The emerald ash borer, an insect native to Asia, arrived in the U.S. around 2002 and has killed about 50 million ash trees in the Upper Midwest. But some locales this winter may have gotten cold enough to kill at least some larvae, said Robert Venette, a U.S. Forest Service research biologist in St. Paul, Minn.

A reading of minus 20 will usually produce a 50 percent mortality rate, and "the numbers go up quickly as it gets colder than that," Venette said.

While the freeze won't wipe out the ash borer, it will give communities a chance to develop plans for limiting the bug's spread, he said.

Other pests that originated in warmer places could be affected as well, including the gypsy moth, the hemlock woolly adelgid and the European beetle that carries Dutch elm disease, said Lee Frelich, director of the University of Minnesota Center for Forest Ecology. Native insects have evolved to cope with deep freezes.

Extreme cold also reins in invasive nuisance plants such as kudzu, which has ravaged the Southeast but has yet to find its way north, said Luke Nave, a University of Michigan assistant research scientist.

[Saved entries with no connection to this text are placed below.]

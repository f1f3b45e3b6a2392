//! The rewrite engine: normalizes every rule, then runs the structural passes
//! over each token sequence until they stop making changes.

use core::fmt;
use core::mem::take;

use css_cascade::{OptimizeMode, PropertyOptimizer};
use css_selectors::Compatibility;
use css_syntax::Token;
use log::{debug, trace, warn};

use crate::error::OptimizeError;
use crate::passes::{PassContext, merge_adjacent, reduce_non_adjacent, remove_duplicates};
use crate::prune::prune_empty;

/// Pass ceiling used unless overridden with [`AdvancedOptimizer::with_max_passes`].
pub const DEFAULT_MAX_PASSES: usize = 300;

/// Passes recorded before convergence is considered at all.
const MIN_RECORDED_PASSES: usize = 5;

#[derive(Clone, Copy, Debug, PartialEq, Eq)]
enum Pass {
    RemoveDuplicates,
    MergeAdjacent,
    ReduceNonAdjacent,
}

impl Pass {
    const CYCLE: [Self; 3] = [
        Self::RemoveDuplicates,
        Self::MergeAdjacent,
        Self::ReduceNonAdjacent,
    ];

    fn run(self, tokens: &mut Vec<Token>, context: PassContext<'_>) -> bool {
        match self {
            Self::RemoveDuplicates => remove_duplicates(tokens),
            Self::MergeAdjacent => merge_adjacent(tokens, context),
            Self::ReduceNonAdjacent => reduce_non_adjacent(tokens, context),
        }
    }
}

impl fmt::Display for Pass {
    fn fmt(&self, formatter: &mut fmt::Formatter<'_>) -> fmt::Result {
        formatter.write_str(match self {
            Self::RemoveDuplicates => "remove-duplicates",
            Self::MergeAdjacent => "merge-adjacent",
            Self::ReduceNonAdjacent => "reduce-non-adjacent",
        })
    }
}

/// Change flags of the passes run on one sequence, oldest first.
#[derive(Debug, Default)]
struct PassHistory {
    changed: Vec<bool>,
}

impl PassHistory {
    #[inline]
    fn record(&mut self, changed: bool) {
        self.changed.push(changed);
    }

    #[inline]
    fn len(&self) -> usize {
        self.changed.len()
    }

    /// Enough passes have run and the two newest changed nothing.
    fn converged(&self) -> bool {
        self.changed.len() >= MIN_RECORDED_PASSES
            && matches!(self.changed.as_slice(), [.., false, false])
    }
}

/// Counters reported by a successful [`AdvancedOptimizer::optimize`] run.
#[derive(Clone, Copy, Debug, Default, PartialEq, Eq)]
pub struct OptimizeStats {
    /// Passes run across every sequence.
    pub passes: usize,
    /// Tokens removed by duplicate removal and adjacent merging.
    pub removed: usize,
    /// Empty rules and blocks pruned after convergence.
    pub pruned: usize,
}

/// Structural stylesheet optimizer.
pub struct AdvancedOptimizer<'opt> {
    compatibility: Compatibility,
    optimizer: &'opt dyn PropertyOptimizer,
    max_passes: usize,
}

impl<'opt> AdvancedOptimizer<'opt> {
    #[inline]
    pub fn new(compatibility: Compatibility, optimizer: &'opt dyn PropertyOptimizer) -> Self {
        Self {
            compatibility,
            optimizer,
            max_passes: DEFAULT_MAX_PASSES,
        }
    }

    /// Cap the passes run on any one sequence.
    #[inline]
    #[must_use]
    pub fn with_max_passes(mut self, max_passes: usize) -> Self {
        self.max_passes = max_passes;
        self
    }

    #[inline]
    fn context(&self) -> PassContext<'opt> {
        PassContext {
            compatibility: self.compatibility,
            optimizer: self.optimizer,
        }
    }

    /// Optimize `tokens` in place.
    ///
    /// # Errors
    /// Returns [`OptimizeError::GaveUp`] when a sequence does not converge
    /// within the pass ceiling. The tokens keep every completed pass, and every
    /// other sequence is still converged and pruned.
    pub fn optimize(&self, tokens: &mut Vec<Token>) -> Result<OptimizeStats, OptimizeError> {
        let mut stats = OptimizeStats::default();
        let mut gave_up = None;
        self.normalize(tokens);
        loop {
            if let Err(error) = self.converge_tree(tokens, &mut stats) {
                gave_up = gave_up.or(Some(error));
            }
            let pruned = prune_empty(tokens);
            if pruned == 0 {
                break;
            }
            debug!("pruned {pruned} empty token(s); re-running passes");
            stats.pruned = stats.pruned.saturating_add(pruned);
        }
        debug!(
            "optimized in {} passes, removed {}, pruned {}",
            stats.passes, stats.removed, stats.pruned
        );
        gave_up.map_or(Ok(stats), Err)
    }

    /// Run the property optimizer over every body on its own, depth-first.
    fn normalize(&self, tokens: &mut [Token]) {
        for token in tokens {
            match token {
                Token::Rule(block) | Token::AtRuleBlock(block) => {
                    let selector = block.selectors.joined();
                    let body = take(&mut block.body);
                    block.body = self.optimizer.optimize(body, OptimizeMode::Single, &selector);
                }
                Token::Block(nested) => self.normalize(&mut nested.children),
                Token::Comment(_) | Token::AtRule(_) => {}
            }
        }
    }

    /// Converge every nested sequence, then `tokens` itself. A sequence that
    /// gives up does not stop the others; the first failure is returned.
    fn converge_tree(
        &self,
        tokens: &mut Vec<Token>,
        stats: &mut OptimizeStats,
    ) -> Result<(), OptimizeError> {
        let mut outcome = Ok(());
        for token in &mut *tokens {
            if let Token::Block(nested) = token {
                trace!("descending into `{}`", nested.selectors.joined());
                let nested_outcome = self.converge_tree(&mut nested.children, stats);
                outcome = outcome.and(nested_outcome);
            }
        }
        outcome.and(self.converge(tokens, stats))
    }

    fn converge(
        &self,
        tokens: &mut Vec<Token>,
        stats: &mut OptimizeStats,
    ) -> Result<(), OptimizeError> {
        let context = self.context();
        let mut history = PassHistory::default();
        for pass in Pass::CYCLE.into_iter().cycle() {
            if history.converged() {
                break;
            }
            if history.len() >= self.max_passes {
                warn!(
                    "no convergence after {} passes over {} tokens; keeping last state",
                    history.len(),
                    tokens.len()
                );
                return Err(OptimizeError::GaveUp {
                    passes: history.len(),
                });
            }
            let before = tokens.len();
            let changed = pass.run(tokens, context);
            debug!("{pass}: changed={changed}");
            history.record(changed);
            stats.passes = stats.passes.saturating_add(1);
            stats.removed = stats
                .removed
                .saturating_add(before.saturating_sub(tokens.len()));
        }
        Ok(())
    }
}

"As long as these cold snaps continue to occur, they will help reinforce the current range limits for certain plants," Nave said.

Water levels have been below normal in most of the Great Lakes since the late 1990s because of high evaporation and occasional lack of rain and snow. A year ago, Lakes Michigan and Huron hit their lowest points on record. Cargo ships were forced to carry lighter loads to avoid running aground in shallow channels. Marinas lost business and wetlands dried up.

But levels rose sharply in 2013, thanks to heavy snow and rain. Extensive ice cover this winter could help the lakes continue their recovery. The National Oceanic and Atmospheric Administration's Great Lakes Environmental Research Laboratory in Ann Arbor predicts ice will cover 57 to 62 percent of the surface waters.

One of the lab's climatologists, Jia Wang, previously reported that the lakes' ice cover has declined 71 percent over the past 40 years. He said this year's showing may be a short-lived exception to an ongoing trend.

But this year's bone-chilling conditions could keep water temperatures low well into the summer, delaying the seasonal warming that triggers heavy evaporation, Lenters said.

The deep freeze also has piled up ice along Great Lakes shorelines, providing a buffer that will prevent heavy waves from eroding soil and disturbing wetlands.

Sections of the lakes that freeze solidly create new pathways for wandering wildlife. That could help gray wolves, which have spread across Michigan's Upper Peninsula, find new territory in the Lower Peninsula, where the occasional straggler has turned up but no established packs are known to exist.

"You can decide for yourself whether that's a good thing," said Philip Myers, curator of mammals at the University of Michigan Museum of Zoology. "I think it is."